Every entry needs to be repeated exactly, with nothing left out.

──────── Data for this task ────────

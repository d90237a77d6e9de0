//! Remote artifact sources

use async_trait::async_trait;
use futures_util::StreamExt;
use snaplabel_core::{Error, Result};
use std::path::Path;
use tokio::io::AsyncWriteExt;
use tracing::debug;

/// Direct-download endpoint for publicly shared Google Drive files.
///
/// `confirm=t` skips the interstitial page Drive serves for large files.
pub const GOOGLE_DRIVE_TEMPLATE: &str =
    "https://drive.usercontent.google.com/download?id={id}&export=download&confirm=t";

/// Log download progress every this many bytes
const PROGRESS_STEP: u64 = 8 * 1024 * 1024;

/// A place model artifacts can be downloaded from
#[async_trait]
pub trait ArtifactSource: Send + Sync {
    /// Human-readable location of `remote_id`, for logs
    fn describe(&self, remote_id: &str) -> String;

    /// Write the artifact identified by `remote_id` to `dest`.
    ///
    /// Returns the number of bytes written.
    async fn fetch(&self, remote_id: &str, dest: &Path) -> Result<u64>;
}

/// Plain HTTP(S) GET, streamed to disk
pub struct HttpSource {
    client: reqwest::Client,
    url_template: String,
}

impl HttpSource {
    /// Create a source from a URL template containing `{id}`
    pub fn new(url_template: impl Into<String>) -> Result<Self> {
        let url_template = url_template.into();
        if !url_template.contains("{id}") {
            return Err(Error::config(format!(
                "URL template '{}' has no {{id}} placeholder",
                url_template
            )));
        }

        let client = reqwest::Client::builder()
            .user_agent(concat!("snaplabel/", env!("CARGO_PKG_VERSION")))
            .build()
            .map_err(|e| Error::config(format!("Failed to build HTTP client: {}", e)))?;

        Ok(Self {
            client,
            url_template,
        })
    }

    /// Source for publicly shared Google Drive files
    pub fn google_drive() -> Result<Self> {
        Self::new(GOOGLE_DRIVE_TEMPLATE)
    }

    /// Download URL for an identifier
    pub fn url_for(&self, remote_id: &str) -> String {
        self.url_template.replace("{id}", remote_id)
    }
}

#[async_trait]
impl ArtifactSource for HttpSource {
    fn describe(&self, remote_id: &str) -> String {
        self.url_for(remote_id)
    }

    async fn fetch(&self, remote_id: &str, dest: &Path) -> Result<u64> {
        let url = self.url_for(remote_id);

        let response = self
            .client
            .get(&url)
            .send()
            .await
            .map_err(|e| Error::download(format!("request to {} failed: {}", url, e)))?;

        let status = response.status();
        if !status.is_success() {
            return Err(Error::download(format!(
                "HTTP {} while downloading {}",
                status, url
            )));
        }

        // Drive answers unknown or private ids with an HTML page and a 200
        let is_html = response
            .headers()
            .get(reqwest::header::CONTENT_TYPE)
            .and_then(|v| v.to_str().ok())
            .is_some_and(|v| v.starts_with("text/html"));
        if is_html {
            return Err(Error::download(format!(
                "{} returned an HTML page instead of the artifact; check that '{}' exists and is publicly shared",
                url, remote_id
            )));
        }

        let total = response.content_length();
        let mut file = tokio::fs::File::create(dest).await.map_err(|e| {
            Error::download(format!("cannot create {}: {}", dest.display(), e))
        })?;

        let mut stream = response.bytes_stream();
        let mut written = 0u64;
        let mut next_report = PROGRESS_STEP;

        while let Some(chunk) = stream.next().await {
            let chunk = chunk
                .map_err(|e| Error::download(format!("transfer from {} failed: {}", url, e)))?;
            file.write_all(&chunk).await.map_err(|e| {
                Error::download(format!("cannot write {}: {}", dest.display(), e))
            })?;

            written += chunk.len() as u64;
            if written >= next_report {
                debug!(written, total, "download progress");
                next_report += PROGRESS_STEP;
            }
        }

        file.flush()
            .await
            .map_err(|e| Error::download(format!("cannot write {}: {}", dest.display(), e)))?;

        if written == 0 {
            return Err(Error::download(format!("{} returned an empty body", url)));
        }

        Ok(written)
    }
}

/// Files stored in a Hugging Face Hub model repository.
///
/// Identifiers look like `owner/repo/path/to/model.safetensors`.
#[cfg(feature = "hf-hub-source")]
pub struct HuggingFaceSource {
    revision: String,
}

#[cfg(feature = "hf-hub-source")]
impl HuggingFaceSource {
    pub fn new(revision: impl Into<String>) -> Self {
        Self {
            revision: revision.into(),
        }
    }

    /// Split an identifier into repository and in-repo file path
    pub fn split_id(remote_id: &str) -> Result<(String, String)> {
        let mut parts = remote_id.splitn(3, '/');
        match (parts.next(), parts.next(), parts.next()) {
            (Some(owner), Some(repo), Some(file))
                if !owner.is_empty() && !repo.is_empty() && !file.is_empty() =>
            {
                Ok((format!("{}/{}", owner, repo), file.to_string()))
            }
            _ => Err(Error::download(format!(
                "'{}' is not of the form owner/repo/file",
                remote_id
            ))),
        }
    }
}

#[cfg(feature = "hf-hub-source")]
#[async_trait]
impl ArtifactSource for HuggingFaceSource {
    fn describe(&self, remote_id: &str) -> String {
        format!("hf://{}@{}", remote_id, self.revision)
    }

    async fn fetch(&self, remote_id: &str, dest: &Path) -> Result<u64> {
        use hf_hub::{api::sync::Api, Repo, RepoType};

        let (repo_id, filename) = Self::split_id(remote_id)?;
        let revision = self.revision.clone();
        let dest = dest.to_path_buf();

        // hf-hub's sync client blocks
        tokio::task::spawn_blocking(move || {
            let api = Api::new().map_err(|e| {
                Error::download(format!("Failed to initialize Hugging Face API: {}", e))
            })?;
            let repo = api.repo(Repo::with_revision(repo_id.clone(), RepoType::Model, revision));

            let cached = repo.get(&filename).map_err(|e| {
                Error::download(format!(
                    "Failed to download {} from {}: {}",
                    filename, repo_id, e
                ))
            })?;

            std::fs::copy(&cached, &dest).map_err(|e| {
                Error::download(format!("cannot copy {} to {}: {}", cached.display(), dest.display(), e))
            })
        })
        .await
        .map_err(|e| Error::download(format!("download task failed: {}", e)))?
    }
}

────────

Problem solution ->
repository d90237a77d6e9de0
//! Remote artifact sources

use async_trait::async_trait;
use futures_util::StreamExt;
use snaplabel_core::{Error, Result};
use std::path::Path;
use tokio::io::AsyncWriteExt;
use tracing::debug;

/// Direct-download endpoint for publicly shared Google Drive files.
///
/// `confirm=t` skips the interstitial page Drive serves for large files.
pub const GOOGLE_DRIVE_TEMPLATE: &str =
    "https://drive.usercontent.google.com/download?id={id}&export=download&confirm=t";

/// Log download progress every this many bytes
const PROGRESS_STEP: u64 = 8 * 1024 * 1024;

/// A place model artifacts can be downloaded from
#[async_trait]
pub trait ArtifactSource: Send + Sync {
    /// Human-readable location of `remote_id`, for logs
    fn describe(&self, remote_id: &str) -> String;

    /// Write the artifact identified by `remote_id` to `dest`.
    ///
    /// Returns the number of bytes written.
    async fn fetch(&self, remote_id: &str, dest: &Path) -> Result<u64>;
}

/// Plain HTTP(S) GET, streamed to disk
pub struct HttpSource {
    client: reqwest::Client,
    url_template: String,
}

impl HttpSource {
    /// Create a source from a URL template containing `{id}`
    pub fn new(url_template: impl Into<String>) -> Result<Self> {
        let url_template = url_template.into();
        if !url_template.contains("{id}") {
            return Err(Error::config(format!(
                "URL template '{}' has no {{id}} placeholder",
                url_template
            )));
        }

        let client = reqwest::Client::builder()
            .user_agent(concat!("snaplabel/", env!("CARGO_PKG_VERSION")))
            .build()
            .map_err(|e| Error::config(format!("Failed to build HTTP client: {}", e)))?;

        Ok(Self {
            client,
            url_template,
        })
    }

    /// Source for publicly shared Google Drive files
    pub fn google_drive() -> Result<Self> {
        Self::new(GOOGLE_DRIVE_TEMPLATE)
    }

    /// Download URL for an identifier
    pub fn url_for(&self, remote_id: &str) -> String {
        self.url_template.replace("{id}", remote_id)
    }
}

#[async_trait]
impl ArtifactSource for HttpSource {
    fn describe(&self, remote_id: &str) -> String {
        self.url_for(remote_id)
    }

    async fn fetch(&self, remote_id: &str, dest: &Path) -> Result<u64> {
        let url = self.url_for(remote_id);

        let response = self
            .client
            .get(&url)
            .send()
            .await
            .map_err(|e| Error::download(format!("request to {} failed: {}", url, e)))?;

        let status = response.status();
        if !status.is_success() {
            return Err(Error::download(format!(
                "HTTP {} while downloading {}",
                status, url
            )));
        }

        // Drive answers unknown or private ids with an HTML page and a 200
        let is_html = response
            .headers()
            .get(reqwest::header::CONTENT_TYPE)
            .and_then(|v| v.to_str().ok())
            .is_some_and(|v| v.starts_with("text/html"));
        if is_html {
            return Err(Error::download(format!(
                "{} returned an HTML page instead of the artifact; check that '{}' exists and is publicly shared",
                url, remote_id
            )));
        }

        let total = response.content_length();
        let mut file = tokio::fs::File::create(dest).await.map_err(|e| {
            Error::download(format!("cannot create {}: {}", dest.display(), e))
        })?;

        let mut stream = response.bytes_stream();
        let mut written = 0u64;
        let mut next_report = PROGRESS_STEP;

        while let Some(chunk) = stream.next().await {
            let chunk = chunk
                .map_err(|e| Error::download(format!("transfer from {} failed: {}", url, e)))?;
            file.write_all(&chunk).await.map_err(|e| {
                Error::download(format!("cannot write {}: {}", dest.display(), e))
            })?;

            written += chunk.len() as u64;
            if written >= next_report {
                debug!(written, total, "download progress");
                next_report += PROGRESS_STEP;
            }
        }

        file.flush()
            .await
            .map_err(|e| Error::download(format!("cannot write {}: {}", dest.display(), e)))?;

        if written == 0 {
            return Err(Error::download(format!("{} returned an empty body", url)));
        }

        Ok(written)
    }
}

/// Files stored in a Hugging Face Hub model repository.
///
/// Identifiers look like `owner/repo/path/to/model.safetensors`.
#[cfg(feature = "hf-hub-source")]
pub struct HuggingFaceSource {
    revision: String,
}

#[cfg(feature = "hf-hub-source")]
impl HuggingFaceSource {
    pub fn new(revision: impl Into<String>) -> Self {
        Self {
            revision: revision.into(),
        }
    }

    /// Split an identifier into repository and in-repo file path
    pub fn split_id(remote_id: &str) -> Result<(String, String)> {
        let mut parts = remote_id.splitn(3, '/');
        match (parts.next(), parts.next(), parts.next()) {
            (Some(owner), Some(repo), Some(file))
                if !owner.is_empty() && !repo.is_empty() && !file.is_empty() =>
            {
                Ok((format!("{}/{}", owner, repo), file.to_string()))
            }
            _ => Err(Error::download(format!(
                "'{}' is not of the form owner/repo/file",
                remote_id
            ))),
        }
    }
}

#[cfg(feature = "hf-hub-source")]
#[async_trait]
impl ArtifactSource for HuggingFaceSource {
    fn describe(&self, remote_id: &str) -> String {
        format!("hf://{}@{}", remote_id, self.revision)
    }

    async fn fetch(&self, remote_id: &str, dest: &Path) -> Result<u64> {
        use hf_hub::{api::sync::Api, Repo, RepoType};

        let (repo_id, filename) = Self::split_id(remote_id)?;
        let revision = self.revision.clone();
        let dest = dest.to_path_buf();

        // hf-hub's sync client blocks
        tokio::task::spawn_blocking(move || {
            let api = Api::new().map_err(|e| {
                Error::download(format!("Failed to initialize Hugging Face API: {}", e))
            })?;
            let repo = api.repo(Repo::with_revision(repo_id.clone(), RepoType::Model, revision));

            let cached = repo.get(&filename).map_err(|e| {
                Error::download(format!(
                    "Failed to download {} from {}: {}",
                    filename, repo_id, e
                ))
            })?;

            std::fs::copy(&cached, &dest).map_err(|e| {
                Error::download(format!("cannot copy {} to {}: {}", cached.display(), dest.display(), e))
            })
        })
        .await
        .map_err(|e| Error::download(format!("download task failed: {}", e)))?
    }
}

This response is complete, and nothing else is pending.